The Institute for Social Research (, IfS) is a research organization for sociology and continental philosophy, best known as the institutional home of the Frankfurt School and critical theory. Currently a part of Goethe University Frankfurt, it has historically also been affiliated with Columbia University in New York City.

History

The Institute was founded in Frankfurt am Main in 1923, where it was (and  once again is) affiliated with the University of Frankfurt am Main. It was founded by Felix Weil, a student of the Marxist philosopher Karl Korsch, with an endowment provided by Weil's wealthy father Hermann Weil. Its first director, Kurt Albert Gerlach, died before making his mark, and was swiftly followed by Carl Grünberg, a Marxist historian who gathered together fellow "orthodox" Marxists at the Institute, including his former pupil Henryk Grossman.   Grünberg was followed by co-founder Friedrich Pollock.

Following a non-fatal heart attack, Grünberg was succeeded in 1930 by Max Horkheimer.  Horkheimer rapidly became the guiding spirit of the Frankfurt School, a group of thinkers that was born under his directorship at the Institute. Horkheimer edited the group's journal Zeitschrift für Sozialforschung (Journal for Social Research) and wrote essays defining a critical theory of society.

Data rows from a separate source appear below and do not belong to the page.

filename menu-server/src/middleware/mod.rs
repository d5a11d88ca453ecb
//! HTTP 中间件

pub mod logging;

pub use logging::logging_middleware;
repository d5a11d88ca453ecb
//! Line-oriented terminal front end for the menu admin
//!
//! ```text
//! MENU_API_URL=http://localhost:4000 cargo run -p menu-client --bin menu-admin
//! ```

use std::io::Write;
use std::sync::Arc;

use anyhow::Context;
use async_trait::async_trait;
use menu_client::admin::view::EMPTY_MENU_MESSAGE;
use menu_client::{
    ClientConfig, Confirm, DraftField, FoodApi, FoodId, HttpClient, MenuAdmin, MenuCard,
    MenuStore,
};
use tokio::io::{AsyncBufReadExt, BufReader, Lines, Stdin};
use tracing_subscriber::EnvFilter;

type Input = Lines<BufReader<Stdin>>;

/// Reads the answer from the same stdin as the command loop
struct StdinConfirm<'a> {
    lines: &'a mut Input,
}

#[async_trait]
impl Confirm for StdinConfirm<'_> {
    async fn confirm(&mut self, message: &str) -> bool {
        print!("{message} [y/N] ");
        let _ = std::io::stdout().flush();
        match self.lines.next_line().await {
            Ok(Some(answer)) => matches!(answer.trim().to_ascii_lowercase().as_str(), "y" | "yes"),
            _ => false,
        }
    }
}

const HELP: &str = "\
Commands:
  list                 show the menu
  refresh              reload the menu from the server
  draft                show the form
  set <field> <value>  edit a form field (name, description, category, price, image, rating, discount)
  edit <id>            load an item into the form
  cancel               clear the form and go back to adding
  save                 submit the form
  delete <id>          delete an item (asks first)
  quit                 exit";

fn print_menu<C: HttpClient>(admin: &MenuAdmin<C>) {
    let cards = admin.cards();
    if cards.is_empty() {
        println!("{EMPTY_MENU_MESSAGE}");
        return;
    }
    for card in cards {
        println!("{card}");
    }
}

fn print_draft<C: HttpClient>(admin: &MenuAdmin<C>) {
    println!("{}", admin.form_title());
    for field in DraftField::ALL {
        println!("  {:<12} {}", field.as_str(), admin.draft().get(field));
    }
    println!("  ({})", admin.submit_label());
}

fn parse_id(arg: &str) -> Option<FoodId> {
    let id = arg.trim().parse().ok();
    if id.is_none() {
        eprintln!("Expected a numeric id, got '{}'", arg.trim());
    }
    id
}

#[tokio::main]
async fn main() -> anyhow::Result<()> {
    dotenv::dotenv().ok();
    tracing_subscriber::fmt()
        .with_env_filter(
            EnvFilter::try_from_default_env().unwrap_or_else(|_| EnvFilter::new("warn")),
        )
        .with_target(false)
        .init();

    let config = ClientConfig::from_env();
    let client = config
        .build_http_client()
        .context("Failed to build HTTP client")?;
    let store = Arc::new(MenuStore::new());
    let mut admin = MenuAdmin::new(FoodApi::new(client), store, config.refresh_policy);

    println!("Menu admin ({})", config.base_url);
    if let Err(e) = admin.mount().await {
        eprintln!("Failed to load menu: {e}");
    }
    print_menu(&admin);
    println!("Type 'help' for commands.");

    let mut lines = BufReader::new(tokio::io::stdin()).lines();
    loop {
        print!("{}> ", admin.form_title());
        std::io::stdout().flush()?;

        let Some(line) = lines.next_line().await? else {
            break;
        };
        let line = line.trim();
        let (command, rest) = line.split_once(' ').unwrap_or((line, ""));

        match command {
            "" => continue,
            "help" | "?" => println!("{HELP}"),
            "list" | "ls" => print_menu(&admin),
            "refresh" => match admin.refresh().await {
                Ok(()) => print_menu(&admin),
                Err(e) => eprintln!("Error: {e}"),
            },
            "draft" => print_draft(&admin),
            "set" => {
                let (field, value) = rest.trim().split_once(' ').unwrap_or((rest.trim(), ""));
                match field.parse::<DraftField>() {
                    Ok(field) => admin.set_field(field, value.trim()),
                    Err(e) => eprintln!("Error: {e}"),
                }
            }
            "edit" => {
                let Some(id) = parse_id(rest) else { continue };
                let items = admin.items();
                match items.iter().find(|item| item.id == id) {
                    Some(item) => {
                        admin.start_edit(item);
                        print_draft(&admin);
                    }
                    None => eprintln!("No food item with id {id}"),
                }
            }
            "cancel" | "new" => admin.cancel_edit(),
            "save" => match admin.submit().await {
                Ok(item) => {
                    println!("Saved {}", MenuCard::from(&item));
                    print_menu(&admin);
                }
                Err(e) => eprintln!("Error: {e}"),
            },
            "delete" | "rm" => {
                let Some(id) = parse_id(rest) else { continue };
                let mut confirm = StdinConfirm { lines: &mut lines };
                match admin.delete(id, &mut confirm).await {
                    Ok(true) => {
                        println!("Deleted {id}");
                        print_menu(&admin);
                    }
                    Ok(false) => println!("Cancelled"),
                    Err(e) => eprintln!("Error: {e}"),
                }
            }
            "quit" | "exit" => break,
            other => eprintln!("Unknown command '{other}', try 'help'"),
        }
    }

    Ok(())
}
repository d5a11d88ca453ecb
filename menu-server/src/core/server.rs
//! Server Implementation
//!
//! HTTP 服务器启动和管理

use tokio::net::TcpListener;

use crate::core::{Config, Result, ServerState};
use crate::routes;

/// HTTP Server
pub struct Server {
    config: Config,
    state: ServerState,
}

impl Server {
    /// Create server with existing state (shared with oneshot callers)
    pub fn with_state(config: Config, state: ServerState) -> Self {
        Self { config, state }
    }

    pub async fn run(&self) -> Result<()> {
        let app = routes::build_service(self.state.clone());

        let addr = std::net::SocketAddr::from(([0, 0, 0, 0], self.config.http_port));
        let listener = TcpListener::bind(addr).await?;
        tracing::info!("🍽  Menu server listening on {}", addr);

        let shutdown = async {
            let _ = tokio::signal::ctrl_c().await;
            tracing::info!("Shutting down...");
        };

        axum::serve(listener, app)
            .with_graceful_shutdown(shutdown)
            .await?;

        Ok(())
    }
}
//! Data models shared between the menu server and its clients

pub mod food;

pub use food::{FoodFields, FoodId, FoodInput, FoodItem, NumberInput};
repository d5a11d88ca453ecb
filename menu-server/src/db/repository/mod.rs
//! Repository Module
//!
//! Provides CRUD operations for SurrealDB tables.

pub mod food;

pub use food::FoodRepository;

use surrealdb::Surreal;
use surrealdb::engine::local::Db;
use thiserror::Error;

/// Repository error types
#[derive(Debug, Error)]
pub enum RepoError {
    #[error("Database error: {0}")]
    Database(String),
}

impl From<surrealdb::Error> for RepoError {
    fn from(err: surrealdb::Error) -> Self {
        RepoError::Database(err.to_string())
    }
}

/// Result type for repository operations
pub type RepoResult<T> = Result<T, RepoError>;

// =============================================================================
// ID Convention
// =============================================================================
//
// 记录 ID 为 snowflake i64，对外只暴露数字：
//   - 创建: RecordId::from_table_key("food", id)
//   - 查询列表: SELECT record::id(id) AS food_id ... 取回数字
//   - CRUD: db.select(id) / db.delete(id) 直接使用 RecordId

/// Base repository with database reference
#[derive(Clone)]
pub struct BaseRepository {
    db: Surreal<Db>,
}

impl BaseRepository {
    pub fn new(db: Surreal<Db>) -> Self {
        Self { db }
    }

    pub fn db(&self) -> &Surreal<Db> {
        &self.db
    }
}
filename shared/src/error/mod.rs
//! Unified error system
//!
//! - [`ErrorCode`]: Standardized error codes for all error types
//! - [`ErrorCategory`]: Classification of errors by domain
//! - [`AppError`]: Rich error type with codes, messages, and details
//! - [`ApiResponse`]: Unified API response format
//!
//! # Error Code Ranges
//!
//! - 0xxx: General errors
//! - 6xxx: Food (menu item) errors
//! - 9xxx: System errors
//!
//! # Example
//!
//! ```
//! use shared::error::{AppError, ErrorCode, ApiResponse};
//!
//! let err = AppError::new(ErrorCode::NotFound);
//!
//! let err = AppError::validation("price must be a number")
//!     .with_detail("field", "price");
//!
//! let response = ApiResponse::<()>::error(&err);
//! ```

mod category;
mod codes;
mod http;
mod types;

pub use category::ErrorCategory;
pub use codes::{ErrorCode, InvalidErrorCode};
pub use types::{ApiResponse, AppError, AppResult};
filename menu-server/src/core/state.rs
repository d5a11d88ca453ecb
use surrealdb::Surreal;
use surrealdb::engine::local::Db;

use crate::core::{Config, Result};
use crate::db::DbService;

/// 服务器状态 - 持有配置和数据库连接
///
/// 可以安全地在线程间克隆 (Surreal 内部为 Arc)
#[derive(Clone, Debug)]
pub struct ServerState {
    /// 服务器配置
    pub config: Config,
    /// 嵌入式数据库 (SurrealDB)
    pub db: Surreal<Db>,
}

impl ServerState {
    pub fn new(config: Config, db: Surreal<Db>) -> Self {
        Self { config, db }
    }

    /// 初始化服务器状态
    ///
    /// 1. 工作目录结构 (确保数据库目录存在)
    /// 2. 数据库 (默认 work_dir/database/menu.db，`DATABASE_PATH=memory` 时为内存库)
    pub async fn initialize(config: &Config) -> Result<Self> {
        let db_service = match config.database_file() {
            Some(path) => {
                if let Some(parent) = path.parent() {
                    std::fs::create_dir_all(parent)?;
                }
                DbService::open(&path).await?
            }
            None => DbService::in_memory().await?,
        };

        Ok(Self::new(config.clone(), db_service.db))
    }

    /// 内存数据库状态，用于测试和进程内客户端
    pub async fn in_memory() -> Result<Self> {
        Self::initialize(&Config::in_memory()).await
    }

    /// 获取数据库实例
    pub fn get_db(&self) -> Surreal<Db> {
        self.db.clone()
    }
}
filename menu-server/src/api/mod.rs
//! HTTP API 模块
//!
//! | 路径 | 方法 | 说明 |
//! |------|------|------|
//! | /savefood | POST | 创建菜品 |
//! | /getfood | GET | 获取全部菜品 |
//! | /food/{id} | GET / PUT / DELETE | 单个菜品 查询 / 全量替换 / 删除 |
//! | /health | GET | 健康检查 |

pub mod extract;
pub mod food;
pub mod health;
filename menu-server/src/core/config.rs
use std::path::PathBuf;

/// 数据库路径的特殊取值：使用内存存储 (进程退出即丢失)
pub const IN_MEMORY_DATABASE: &str = "memory";

/// 服务器配置
///
/// # 环境变量
///
/// 所有配置项都可以通过环境变量覆盖：
///
/// | 环境变量 | 默认值 | 说明 |
/// |----------|--------|------|
/// | WORK_DIR | ./data | 工作目录 |
/// | HTTP_PORT | 4000 | HTTP 服务端口 |
/// | DATABASE_PATH | WORK_DIR/database/menu.db | 数据库路径 (`memory` 为内存库) |
/// | ENVIRONMENT | development | 运行环境 |
/// | LOG_LEVEL | info | 日志级别 |
/// | LOG_DIR | (无) | 日志文件目录，未设置时只输出到终端 |
/// | REQUEST_TIMEOUT_MS | 30000 | 请求超时(毫秒) |
///
/// # 示例
///
/// ```ignore
/// HTTP_PORT=8080 DATABASE_PATH=memory cargo run -p menu-server
/// ```
#[derive(Debug, Clone)]
pub struct Config {
    /// 工作目录，存储数据库、日志等文件
    pub work_dir: String,
    /// HTTP API 服务端口
    pub http_port: u16,
    /// 显式指定的数据库路径
    pub database_path: Option<String>,
    /// 运行环境: development | staging | production
    pub environment: String,
    /// 日志级别 (trace | debug | info | warn | error)
    pub log_level: String,
    /// 日志文件目录
    pub log_dir: Option<String>,
    /// 请求超时时间 (毫秒)
    pub request_timeout_ms: u64,
}

impl Config {
    /// 从环境变量加载配置
    ///
    /// 如果环境变量未设置，使用默认值
    pub fn from_env() -> Self {
        Self {
            work_dir: std::env::var("WORK_DIR").unwrap_or_else(|_| "./data".into()),
            http_port: std::env::var("HTTP_PORT")
                .ok()
                .and_then(|p| p.parse().ok())
                .unwrap_or(4000),
            database_path: std::env::var("DATABASE_PATH")
                .ok()
                .filter(|p| !p.trim().is_empty()),
            environment: std::env::var("ENVIRONMENT").unwrap_or_else(|_| "development".into()),
            log_level: std::env::var("LOG_LEVEL").unwrap_or_else(|_| "info".into()),
            log_dir: std::env::var("LOG_DIR").ok().filter(|d| !d.trim().is_empty()),
            request_timeout_ms: std::env::var("REQUEST_TIMEOUT_MS")
                .ok()
                .and_then(|p| p.parse().ok())
                .unwrap_or(30000),
        }
    }

    /// 内存数据库配置，常用于测试场景
    pub fn in_memory() -> Self {
        Self {
            work_dir: "./data".into(),
            http_port: 0,
            database_path: Some(IN_MEMORY_DATABASE.into()),
            environment: "test".into(),
            log_level: "info".into(),
            log_dir: None,
            request_timeout_ms: 30000,
        }
    }

    /// 数据库目录 (work_dir/database)
    pub fn database_dir(&self) -> PathBuf {
        PathBuf::from(&self.work_dir).join("database")
    }

    /// 数据库文件路径；内存库返回 `None`
    pub fn database_file(&self) -> Option<PathBuf> {
        match self.database_path.as_deref() {
            Some(IN_MEMORY_DATABASE) => None,
            Some(path) => Some(PathBuf::from(path)),
            None => Some(self.database_dir().join("menu.db")),
        }
    }

    /// 是否生产环境
    pub fn is_production(&self) -> bool {
        self.environment == "production"
    }
}

impl Default for Config {
    fn default() -> Self {
        Self::from_env()
    }
}
//! Food API Handlers

use axum::{
    Json,
    extract::{Path, State},
};

use crate::api::extract::ApiJson;
use crate::core::ServerState;
use crate::db::repository::FoodRepository;
use crate::utils::validation::validate_food;
use crate::utils::{AppError, AppResult};
use shared::{FoodId, FoodInput, FoodItem};

/// 路径中的 id 必须是数字，否则视为不存在
fn parse_id(id: &str) -> AppResult<FoodId> {
    id.trim()
        .parse::<FoodId>()
        .map_err(|_| AppError::food_not_found(id))
}

/// POST /savefood - 创建菜品
pub async fn create(
    State(state): State<ServerState>,
    ApiJson(payload): ApiJson<FoodInput>,
) -> AppResult<Json<FoodItem>> {
    let fields = validate_food(payload)?;

    let repo = FoodRepository::new(state.get_db());
    let food = repo
        .create(fields)
        .await
        .map_err(|e| AppError::database(e.to_string()))?;

    tracing::info!(food_id = food.id, name = %food.name, "Food created");
    Ok(Json(food))
}

/// GET /getfood - 获取全部菜品
pub async fn list(State(state): State<ServerState>) -> AppResult<Json<Vec<FoodItem>>> {
    let repo = FoodRepository::new(state.get_db());
    let foods = repo
        .find_all()
        .await
        .map_err(|e| AppError::database(e.to_string()))?;
    Ok(Json(foods))
}

/// GET /food/:id - 获取单个菜品
pub async fn get_by_id(
    State(state): State<ServerState>,
    Path(id): Path<String>,
) -> AppResult<Json<FoodItem>> {
    let food_id = parse_id(&id)?;

    let repo = FoodRepository::new(state.get_db());
    let food = repo
        .find_by_id(food_id)
        .await
        .map_err(|e| AppError::database(e.to_string()))?
        .ok_or_else(|| AppError::food_not_found(food_id))?;
    Ok(Json(food))
}

/// PUT /food/:id - 全量替换菜品
pub async fn update(
    State(state): State<ServerState>,
    Path(id): Path<String>,
    ApiJson(payload): ApiJson<FoodInput>,
) -> AppResult<Json<FoodItem>> {
    let food_id = parse_id(&id)?;
    let fields = validate_food(payload)?;

    let repo = FoodRepository::new(state.get_db());
    let food = repo
        .update(food_id, fields)
        .await
        .map_err(|e| AppError::database(e.to_string()))?
        .ok_or_else(|| AppError::food_not_found(food_id))?;

    tracing::info!(food_id, name = %food.name, "Food updated");
    Ok(Json(food))
}

/// DELETE /food/:id - 删除菜品 (硬删除)
pub async fn delete(
    State(state): State<ServerState>,
    Path(id): Path<String>,
) -> AppResult<Json<bool>> {
    let food_id = parse_id(&id)?;

    let repo = FoodRepository::new(state.get_db());
    let deleted = repo
        .delete(food_id)
        .await
        .map_err(|e| AppError::database(e.to_string()))?;
    if !deleted {
        return Err(AppError::food_not_found(food_id));
    }

    tracing::info!(food_id, "Food deleted");
    Ok(Json(true))
}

The growing influence of the Nazis led the founders to decide in September 1930 to prepare to move the Institute out of Germany, by establishing a branch in Geneva and moving the funds to the Netherlands. In 1933, after the rise of Hitler, the Institute left Germany for Geneva and then in 1934 moved to New York City.  In New York it became affiliated with Columbia University, and its journal Zeitschrift für Sozialforschung was renamed Studies in Philosophy and Social Science.  It was there that much of the important work of the Frankfurt School thinkers began to emerge, and the Institute's residence in New York was likely partly accountable for its work's favorable reception in American and English academia.

The Institute re-opened in Frankfurt in 1951 under the direction of Pollock.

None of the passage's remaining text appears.